Self Care: Mind, Body and Spirit

I can not believe that we are already in the second quarter of the year 2020. Time feels like it is moving quickly and yet at other times I feel like time as slowed down and I have lived a year in these past three months. A lot as happened and the world as we know it is going through a major change that is impacting each of us in various ways. It is my prayer and hope that after the pressure and grind that we each emerge diamonds, sparkling with an inner and outer beauty that will change the world for the better.

Today I would like to offer some self care practices that may soothe our mind, bodies and spirit in these challenging times. I hope you may find a few practices that will resonate with you and help ease any of the stress and anxiety that you are facing. May these practices become part of a healthy system of habits that make our life a lil brighter.

Below you will find a list of self care practices categorized by types.

Self Care Practices

Emotional: these practices help us get in tune with our emotions, provides a healthy avenue for expressing them and help us become more aware of our thoughts and triggers :

    • Journaling – if writing is your thing, this is a great way to off load any emotions especially ones that are more intense or overwhelming.
    • Mindfulness – checking in with our emotions and thoughts regularly is a great way of building awareness of our triggers and thought patterns and correcting negative self thought quickly.
    • Meditation -sometimes taken a moment to be still, even for a few seconds, and bring awareness to our breath helps us to reset and behave proactively instead of reactively in difficult situations.

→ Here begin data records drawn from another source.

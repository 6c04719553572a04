//! Score and boredom bookkeeping for a running level.

use lunk_core::{Edibility, ScoreSnapshot};

/// Gameplay occurrences that move the score or boredom counters.
#[derive(Clone, Copy, Debug, PartialEq, Eq, Hash)]
pub enum ScoreEvent {
    /// An enemy was crushed or thrown into a wall.
    EnemyCrushed,
    /// An enemy was eaten.
    EnemyEaten(Edibility),
    /// A friendly was caught by an enemy or hit by a thrown one.
    FriendlyLost,
    /// A friendly was rescued.
    FriendlyRescued,
    /// An item was collected.
    ItemCollected,
    /// The player cleared a wall.
    WallCleared,
}

/// Signed change applied to the score and boredom counters.
#[derive(Clone, Copy, Debug, PartialEq, Eq, Default)]
pub struct ScoreDelta {
    /// Change applied to the score.
    pub score: i32,
    /// Change applied to the boredom budget; positive values relieve boredom.
    pub boredom: i32,
}

impl ScoreDelta {
    /// Creates a new delta.
    #[must_use]
    pub const fn new(score: i32, boredom: i32) -> Self {
        Self { score, boredom }
    }
}

/// Lookup table translating score events into counter deltas.
#[derive(Clone, Copy, Debug, PartialEq, Eq)]
pub struct ScoreTable {
    /// Delta applied when an enemy is crushed.
    pub enemy_crushed: ScoreDelta,
    /// Delta applied when a tasty enemy is eaten.
    pub enemy_eaten_tasty: ScoreDelta,
    /// Delta applied when a rotten enemy is eaten.
    pub enemy_eaten_rotten: ScoreDelta,
    /// Delta applied when a friendly is lost.
    pub friendly_lost: ScoreDelta,
    /// Delta applied when a friendly is rescued.
    pub friendly_rescued: ScoreDelta,
    /// Delta applied when an item is collected.
    pub item_collected: ScoreDelta,
    /// Percentage of the boredom maximum deducted when the player clears a wall.
    pub wall_penalty_percent: u32,
}

impl Default for ScoreTable {
    fn default() -> Self {
        Self {
            enemy_crushed: ScoreDelta::new(1, 5),
            enemy_eaten_tasty: ScoreDelta::new(1, 10),
            enemy_eaten_rotten: ScoreDelta::new(0, -10),
            friendly_lost: ScoreDelta::new(-6, -10),
            friendly_rescued: ScoreDelta::new(5, 10),
            item_collected: ScoreDelta::new(3, 15),
            wall_penalty_percent: 25,
        }
    }
}

impl ScoreTable {
    /// Delta for `event` in a level whose boredom budget is `boredom_max`.
    #[must_use]
    pub fn delta(&self, event: ScoreEvent, boredom_max: u32) -> ScoreDelta {
        match event {
            ScoreEvent::EnemyCrushed => self.enemy_crushed,
            ScoreEvent::EnemyEaten(Edibility::Tasty) => self.enemy_eaten_tasty,
            ScoreEvent::EnemyEaten(Edibility::Rotten) => self.enemy_eaten_rotten,
            ScoreEvent::FriendlyLost => self.friendly_lost,
            ScoreEvent::FriendlyRescued => self.friendly_rescued,
            ScoreEvent::ItemCollected => self.item_collected,
            ScoreEvent::WallCleared => {
                let penalty = u64::from(boredom_max) * u64::from(self.wall_penalty_percent) / 100;
                let penalty = i32::try_from(penalty).unwrap_or(i32::MAX);
                ScoreDelta::new(0, -penalty)
            }
        }
    }
}

/// Owned score and boredom counters.
///
/// The score never drops below zero and boredom always stays within
/// `0..=boredom_max`.
#[derive(Clone, Debug, PartialEq, Eq)]
pub struct ScoreTracker {
    score: u32,
    boredom: u32,
    boredom_max: u32,
}

impl ScoreTracker {
    /// Creates a tracker with a zero score and a full boredom budget.
    #[must_use]
    pub const fn new(boredom_max: u32) -> Self {
        Self {
            score: 0,
            boredom: boredom_max,
            boredom_max,
        }
    }

    /// Current score.
    #[must_use]
    pub const fn score(&self) -> u32 {
        self.score
    }

    /// Remaining boredom budget.
    #[must_use]
    pub const fn boredom(&self) -> u32 {
        self.boredom
    }

    /// Boredom budget the level started with.
    #[must_use]
    pub const fn boredom_max(&self) -> u32 {
        self.boredom_max
    }

    /// Reports whether the boredom budget ran out.
    #[must_use]
    pub const fn is_exhausted(&self) -> bool {
        self.boredom == 0
    }

    /// Captures the counters.
    #[must_use]
    pub const fn snapshot(&self) -> ScoreSnapshot {
        ScoreSnapshot {
            score: self.score,
            boredom: self.boredom,
            boredom_max: self.boredom_max,
        }
    }

    /// Applies the delta `table` assigns to `event` and returns the new counters.
    pub fn record(&mut self, event: ScoreEvent, table: &ScoreTable) -> ScoreSnapshot {
        self.apply(table.delta(event, self.boredom_max))
    }

    /// Applies a raw delta with saturation and returns the new counters.
    pub fn apply(&mut self, delta: ScoreDelta) -> ScoreSnapshot {
        self.score = saturating_offset(self.score, delta.score, u32::MAX);
        self.boredom = saturating_offset(self.boredom, delta.boredom, self.boredom_max);
        self.snapshot()
    }

    /// Removes `amount` boredom through passive decay.
    pub fn decay(&mut self, amount: u32) -> ScoreSnapshot {
        self.boredom = self.boredom.saturating_sub(amount);
        self.snapshot()
    }
}

fn saturating_offset(value: u32, delta: i32, max: u32) -> u32 {
    let shifted = i64::from(value) + i64::from(delta);
    let clamped = shifted.clamp(0, i64::from(max));
    u32::try_from(clamped).unwrap_or(max)
}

      Between stimulus and response is our greatest power – the freedom to choose.

    • Get creative – drawing, painting, cooking, baking or writing are a great way to release or express emotions.
    • Communication – talking to a trusted friend, partner or therapist provides with a safe environment to vent, discuss and speak about our experiences.
    • Limit noise or negative media – be mindful of the types of media being consumed and absorbed into our psyche

Intellectual: these practices are all about challenging and nourishing our mind by developing new skills and expanding our knowledge.

    • Read – listening to an audiobook or reading a self help book about what interests you is a great way to be mentored by others with being in their presence.
    • Listen to a podcast – another great way to learn something and you can do this while doing mindless tasks such as doing the laundry.
    • Learn a new language or skill – there a re many apps and online learning platforms such as Duolingo, Skillshare or The Great Courses Plus to learn something new.
    • Watch a documentary – this is a great way to learn for those who prefer visual stimulus to keep engaged.
    • Games – how about challenging the mind with some word games or puzzle. Apps to try include Elevate and Peak labs.

Body: this is about getting that body moving in a way that you enjoy and includes what we put in our bodies and how we treat it.

The WHO (World Health Organisation|) recommends that persons 18 – 64 years old get at least 150 minutes of moderate to intense or 75 minutes of intense aerobic activity a week or a an equivalent combination of moderate and vigorous activity. Muscle-strengthen exercises are recommended 2 or more days a week.

    • Exercise – this includes strength training, cycling, running, walking, yoga, pilates, dance and many more activities. There is a wide range to choose from. Find one that you can enjoy.
    • Water intake – drinking enough water is an important of our physical self as it helps to regulate our body temperature, remove toxins and carries nutrients throughout our bodies.
    • Sleep – this is a necessary but greatly neglected part of taking care of our bodies. We require on average 7 to 9 hours of sleep nightly with the number increasing the younger we are. Sleep affects every aspect of our well being and imperative for maintaining and creating a productive, healthy human being.
    • Nutrition – eating a balanced meal, having a well -rounded diet containing food from the five food groups (fruits & vegetables; proteins; dairy; grains; and fats & oils) are important for a well nourished body. https://www.who.int/news-room/fact-sheets/detail/healthy-diet
    • Medical care – taking care of our bodies also involves treating illnesses, taking supplements and vitamins/ minerals if necessary.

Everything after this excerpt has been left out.